Role of serum vitamin d, interleukin 13, and microrna‐135a in hepatocellular carcinoma and treatment failure in egyptian hcv‐infected patients receiving direct antiviral agents

Abstract

Direct‐acting antivirals (DAAs) are used for hepatitis C virus (HCV) treatment. However, treatment failure and hepatocellular carcinoma (HCC) development following treatment was re-ported. In this study, we assessed the role of serum vitamin D, interleukin 13 (IL‐13), and mi-croRNA‐135a in the prediction of treatment failure with DAA and HCC development among Egyptian HCV‐infected patients. A total of 950 patients with HCV‐related chronic liver disease underwent DAA treatment.
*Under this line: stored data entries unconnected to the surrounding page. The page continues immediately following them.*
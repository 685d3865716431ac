//! Policy adjusters
//!
//! Each adjuster is a pure rewrite of one node's [`Details`]; the chain folds
//! the proposal in, keeping terminal orphan statuses and refusing to loosen
//! actions.

use super::ReviewContext;
use crate::error::GraphError;
use crate::types::{Action, Details, Orphan};
use graphop_schema::{ClassId, ModelRef, Schema};
use indexmap::IndexMap;
use parking_lot::Mutex;
use serde::{Deserialize, Serialize};
use std::collections::BTreeSet;
use std::sync::Arc;

/// One layer of a [`PolicyChain`](super::PolicyChain)
pub trait PolicyAdjuster: std::fmt::Debug {
    /// Short name for logs
    fn name(&self) -> &'static str;

    /// Whether the focus must not be reviewed at all
    fn halts_review(&mut self, _focus: &Details, _ctx: &ReviewContext<'_>) -> bool {
        false
    }

    /// Proposed replacement before the baseline rules run
    fn adjust_before_review(&mut self, _node: &Details, _ctx: &ReviewContext<'_>) -> Option<Details> {
        None
    }

    /// Proposed replacement after the baseline rules ran
    fn adjust_after_review(&mut self, _node: &Details, _ctx: &ReviewContext<'_>) -> Option<Details> {
        None
    }

    /// Whether proposals may loosen an action
    fn overrides_action(&self) -> bool {
        false
    }

    /// Fresh copy for another run
    ///
    /// # Errors
    /// [`GraphError::IllegalState`] for single-use adjusters
    fn clean_instance(&self) -> Result<Box<dyn PolicyAdjuster>, GraphError>;
}

fn is_any(schema: &Schema, class: ClassId, types: &[ClassId]) -> bool {
    types.iter().any(|t| schema.is_a(class, *t))
}

fn class_matches(schema: &Schema, class: ClassId, types: &[ClassId], exact: bool) -> bool {
    if exact {
        types.contains(&class)
    } else {
        is_any(schema, class, types)
    }
}

fn resolve_all(schema: &Schema, names: &[String]) -> Result<Vec<ClassId>, GraphError> {
    names
        .iter()
        .map(|name| schema.resolve(name).map_err(GraphError::from))
        .collect()
}

/// Caller override of which contained children go with their parents
#[derive(Debug, Clone, Default, PartialEq, Eq, Serialize, Deserialize)]
pub struct ChildOption {
    /// Types whose instances go with their parent
    #[serde(default)]
    pub include_types: Vec<String>,
    /// Types whose instances stay behind
    #[serde(default)]
    pub exclude_types: Vec<String>,
    /// Only namespaced children in these namespaces match
    #[serde(default)]
    pub include_ns: Vec<String>,
    /// Namespaced children in these namespaces never match
    #[serde(default)]
    pub exclude_ns: Vec<String>,
}

impl ChildOption {
    /// Include instances of `class` with their parents
    #[must_use]
    pub fn include(class: &str) -> Self {
        Self {
            include_types: vec![class.to_string()],
            ..Self::default()
        }
    }

    /// Leave instances of `class` behind
    #[must_use]
    pub fn exclude(class: &str) -> Self {
        Self {
            exclude_types: vec![class.to_string()],
            ..Self::default()
        }
    }

    /// Restrict matches to namespaces
    #[must_use]
    pub fn in_namespaces<I: IntoIterator<Item = S>, S: Into<String>>(mut self, ns: I) -> Self {
        self.include_ns.extend(ns.into_iter().map(Into::into));
        self
    }

    /// Exclude namespaces from matching
    #[must_use]
    pub fn not_in_namespaces<I: IntoIterator<Item = S>, S: Into<String>>(mut self, ns: I) -> Self {
        self.exclude_ns.extend(ns.into_iter().map(Into::into));
        self
    }

    /// Resolve type names
    ///
    /// # Errors
    /// Unknown classes, no types at all, or a type or namespace on both sides
    pub fn resolve(&self, schema: &Schema) -> Result<ResolvedChildOption, GraphError> {
        if self.include_types.is_empty() && self.exclude_types.is_empty() {
            return Err(GraphError::bad_input("child option names no types"));
        }
        let include = resolve_all(schema, &self.include_types)?;
        let exclude = resolve_all(schema, &self.exclude_types)?;
        if let Some(both) = include.iter().find(|c| exclude.contains(c)) {
            return Err(GraphError::bad_input(format!(
                "child option both includes and excludes {}",
                schema.name(*both)
            )));
        }
        let include_ns: BTreeSet<String> = self.include_ns.iter().cloned().collect();
        let exclude_ns: BTreeSet<String> = self.exclude_ns.iter().cloned().collect();
        if let Some(both) = include_ns.intersection(&exclude_ns).next() {
            return Err(GraphError::bad_input(format!(
                "child option both includes and excludes namespace {both}"
            )));
        }
        Ok(ResolvedChildOption {
            include,
            exclude,
            include_ns,
            exclude_ns,
        })
    }
}

/// [`ChildOption`] with resolved classes
#[derive(Debug, Clone, PartialEq, Eq)]
pub struct ResolvedChildOption {
    include: Vec<ClassId>,
    exclude: Vec<ClassId>,
    include_ns: BTreeSet<String>,
    exclude_ns: BTreeSet<String>,
}

impl ResolvedChildOption {
    /// `Some(true)` to include, `Some(false)` to exclude, `None` if the option
    /// does not speak about this node
    #[must_use]
    pub fn decide(&self, schema: &Schema, node: &Details) -> Option<bool> {
        let class = node.subject.class;
        let in_scope = self.namespace_matches(schema, class, node.namespace.as_deref());
        if is_any(schema, class, &self.include) {
            Some(in_scope)
        } else if is_any(schema, class, &self.exclude) && in_scope {
            Some(false)
        } else {
            None
        }
    }

    fn namespace_matches(&self, schema: &Schema, class: ClassId, ns: Option<&str>) -> bool {
        if schema.namespace_property(class).is_none() {
            return true;
        }
        let included = self.include_ns.is_empty() || ns.is_some_and(|n| self.include_ns.contains(n));
        let excluded = ns.is_some_and(|n| self.exclude_ns.contains(n));
        included && !excluded
    }
}

/// Decides contained children by type and namespace
///
/// A child the option would include is left behind anyway when the actor
/// lacks the abilities to process it.
#[derive(Debug, Clone, Default)]
pub struct ChildOptionsPolicy {
    options: Vec<ResolvedChildOption>,
}

impl ChildOptionsPolicy {
    /// Adjuster over resolved options, first match wins
    #[must_use]
    pub fn new(options: Vec<ResolvedChildOption>) -> Self {
        Self { options }
    }

    /// Whether no option was given
    #[inline]
    #[must_use]
    pub fn is_empty(&self) -> bool {
        self.options.is_empty()
    }
}

impl PolicyAdjuster for ChildOptionsPolicy {
    fn name(&self) -> &'static str {
        "child-options"
    }

    fn adjust_before_review(&mut self, node: &Details, ctx: &ReviewContext<'_>) -> Option<Details> {
        if !node.is_undecided_orphan() {
            return None;
        }
        let include = self.options.iter().find_map(|o| o.decide(ctx.schema, node))?;
        let mut next = node.clone();
        let hypothetical = Details {
            action: ctx.kind.start_action(),
            ..node.clone()
        };
        next.orphan = if include && ctx.may_process(&hypothetical) {
            Orphan::IsLast
        } else {
            Orphan::IsNotLast
        };
        Some(next)
    }

    fn clean_instance(&self) -> Result<Box<dyn PolicyAdjuster>, GraphError> {
        Ok(Box::new(self.clone()))
    }
}

/// Fixes orphan status by type alone
#[derive(Debug, Clone, Default)]
pub struct OrphanOverride {
    last: Vec<ClassId>,
    not_last: Vec<ClassId>,
    all_last: bool,
}

impl OrphanOverride {
    /// Override with no types
    #[must_use]
    pub fn new() -> Self {
        Self::default()
    }

    /// Every contained child goes with its parent
    #[must_use]
    pub fn all_last() -> Self {
        Self {
            all_last: true,
            ..Self::default()
        }
    }

    /// Instances of `class` are always the last
    #[must_use]
    pub fn last(mut self, class: ClassId) -> Self {
        self.last.push(class);
        self
    }

    /// Instances of `class` are never the last
    #[must_use]
    pub fn not_last(mut self, class: ClassId) -> Self {
        self.not_last.push(class);
        self
    }
}

impl PolicyAdjuster for OrphanOverride {
    fn name(&self) -> &'static str {
        "orphan-override"
    }

    fn adjust_before_review(&mut self, node: &Details, ctx: &ReviewContext<'_>) -> Option<Details> {
        if !node.is_undecided_orphan() {
            return None;
        }
        let class = node.subject.class;
        let orphan = if is_any(ctx.schema, class, &self.not_last) {
            Orphan::IsNotLast
        } else if self.all_last || is_any(ctx.schema, class, &self.last) {
            Orphan::IsLast
        } else {
            return None;
        };
        Some(Details {
            orphan,
            ..node.clone()
        })
    }

    fn clean_instance(&self) -> Result<Box<dyn PolicyAdjuster>, GraphError> {
        Ok(Box::new(self.clone()))
    }
}

/// Objects whose review was deferred, with their permission-checking posture
#[derive(Debug, Clone, Default)]
pub struct DeferredTargets {
    inner: Arc<Mutex<IndexMap<ModelRef, bool>>>,
}

impl DeferredTargets {
    /// Empty record
    #[must_use]
    pub fn new() -> Self {
        Self::default()
    }

    fn record(&self, subject: ModelRef, check_permissions: bool) {
        self.inner.lock().entry(subject).or_insert(check_permissions);
    }

    /// Deferred objects in discovery order
    #[must_use]
    pub fn targets(&self) -> Vec<ModelRef> {
        self.inner.lock().keys().copied().collect()
    }

    /// Deferred objects whose permissions were not being checked
    #[must_use]
    pub fn unchecked(&self) -> BTreeSet<ModelRef> {
        self.inner
            .lock()
            .iter()
            .filter(|(_, check)| !**check)
            .map(|(subject, _)| *subject)
            .collect()
    }

    /// Number of deferred objects
    #[must_use]
    pub fn len(&self) -> usize {
        self.inner.lock().len()
    }

    /// Whether nothing was deferred
    #[must_use]
    pub fn is_empty(&self) -> bool {
        self.inner.lock().is_empty()
    }
}

/// Stops at objects of the start-from types and defers them
///
/// Single-use: the record belongs to one traversal.
#[derive(Debug)]
pub struct HeadTruncation {
    start_from: Vec<ClassId>,
    deferred: DeferredTargets,
}

impl HeadTruncation {
    /// Defer processed objects of `start_from` types into `deferred`
    #[must_use]
    pub fn new(start_from: Vec<ClassId>, deferred: DeferredTargets) -> Self {
        Self {
            start_from,
            deferred,
        }
    }
}

impl PolicyAdjuster for HeadTruncation {
    fn name(&self) -> &'static str {
        "head-truncation"
    }

    fn halts_review(&mut self, focus: &Details, ctx: &ReviewContext<'_>) -> bool {
        if focus.action.is_processed() && is_any(ctx.schema, focus.subject.class, &self.start_from) {
            self.deferred.record(focus.subject, focus.check_permissions);
            true
        } else {
            false
        }
    }

    fn clean_instance(&self) -> Result<Box<dyn PolicyAdjuster>, GraphError> {
        Err(GraphError::IllegalState(
            "head truncation records one traversal and cannot be reused".into(),
        ))
    }
}

/// Never descends below objects of the given types
#[derive(Debug)]
pub struct TailTruncation {
    stop_at: Vec<ClassId>,
    exact: bool,
}

impl TailTruncation {
    /// Halt at instances of `stop_at`
    #[must_use]
    pub fn new(stop_at: Vec<ClassId>) -> Self {
        Self { stop_at, exact: false }
    }

    /// Halt at objects whose concrete class is listed, ignoring subclasses
    #[must_use]
    pub fn exact(stop_at: Vec<ClassId>) -> Self {
        Self { stop_at, exact: true }
    }
}

impl PolicyAdjuster for TailTruncation {
    fn name(&self) -> &'static str {
        "tail-truncation"
    }

    fn halts_review(&mut self, focus: &Details, ctx: &ReviewContext<'_>) -> bool {
        class_matches(ctx.schema, focus.subject.class, &self.stop_at, self.exact)
    }

    fn clean_instance(&self) -> Result<Box<dyn PolicyAdjuster>, GraphError> {
        Err(GraphError::IllegalState(
            "tail truncation is bound to one traversal and cannot be reused".into(),
        ))
    }
}

/// Takes excluded objects of the given types out of consideration
#[derive(Debug, Clone, Default)]
pub struct TypeIgnore {
    types: Vec<ClassId>,
    exact: bool,
}

impl TypeIgnore {
    /// Ignore instances of `types`
    #[must_use]
    pub fn new(types: Vec<ClassId>) -> Self {
        Self { types, exact: false }
    }

    /// Ignore objects whose concrete class is listed, ignoring subclasses
    #[must_use]
    pub fn exact(types: Vec<ClassId>) -> Self {
        Self { types, exact: true }
    }

    /// Whether no type is ignored
    #[inline]
    #[must_use]
    pub fn is_empty(&self) -> bool {
        self.types.is_empty()
    }
}

impl PolicyAdjuster for TypeIgnore {
    fn name(&self) -> &'static str {
        "type-ignore"
    }

    fn adjust_before_review(&mut self, node: &Details, ctx: &ReviewContext<'_>) -> Option<Details> {
        if node.action == Action::Exclude && class_matches(ctx.schema, node.subject.class, &self.types, self.exact) {
            Some(Details {
                action: Action::Outside,
                ..node.clone()
            })
        } else {
            None
        }
    }

    fn clean_instance(&self) -> Result<Box<dyn PolicyAdjuster>, GraphError> {
        Ok(Box::new(self.clone()))
    }
}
Before DAAs, serum vitamin D and IL‐13 were determined by ELISA, and gene expression of miRNA‐135a was assessed in serum by real‐time PCR. The predictive abilities of these markers were determined using the receiver operating characteristic (ROC) curve. Sustained virological response (SVR) was achieved in 92.6% of HCV‐infected patients (responders). High viral load, IL‐13, miRNA‐135a, and low vitamin D levels were associated with treatment failure and HCC development. HCC development was recorded in non‐responders, but not in the responders (35.7% vs. 0% p < 0.001). In conclusion: serum IL‐13, Vitamin D, and miRNA‐135a could be potential biomarkers in monitoring DAA treatment and HCC prediction. DAAs‐induced SVR may decrease the incidence of HCC.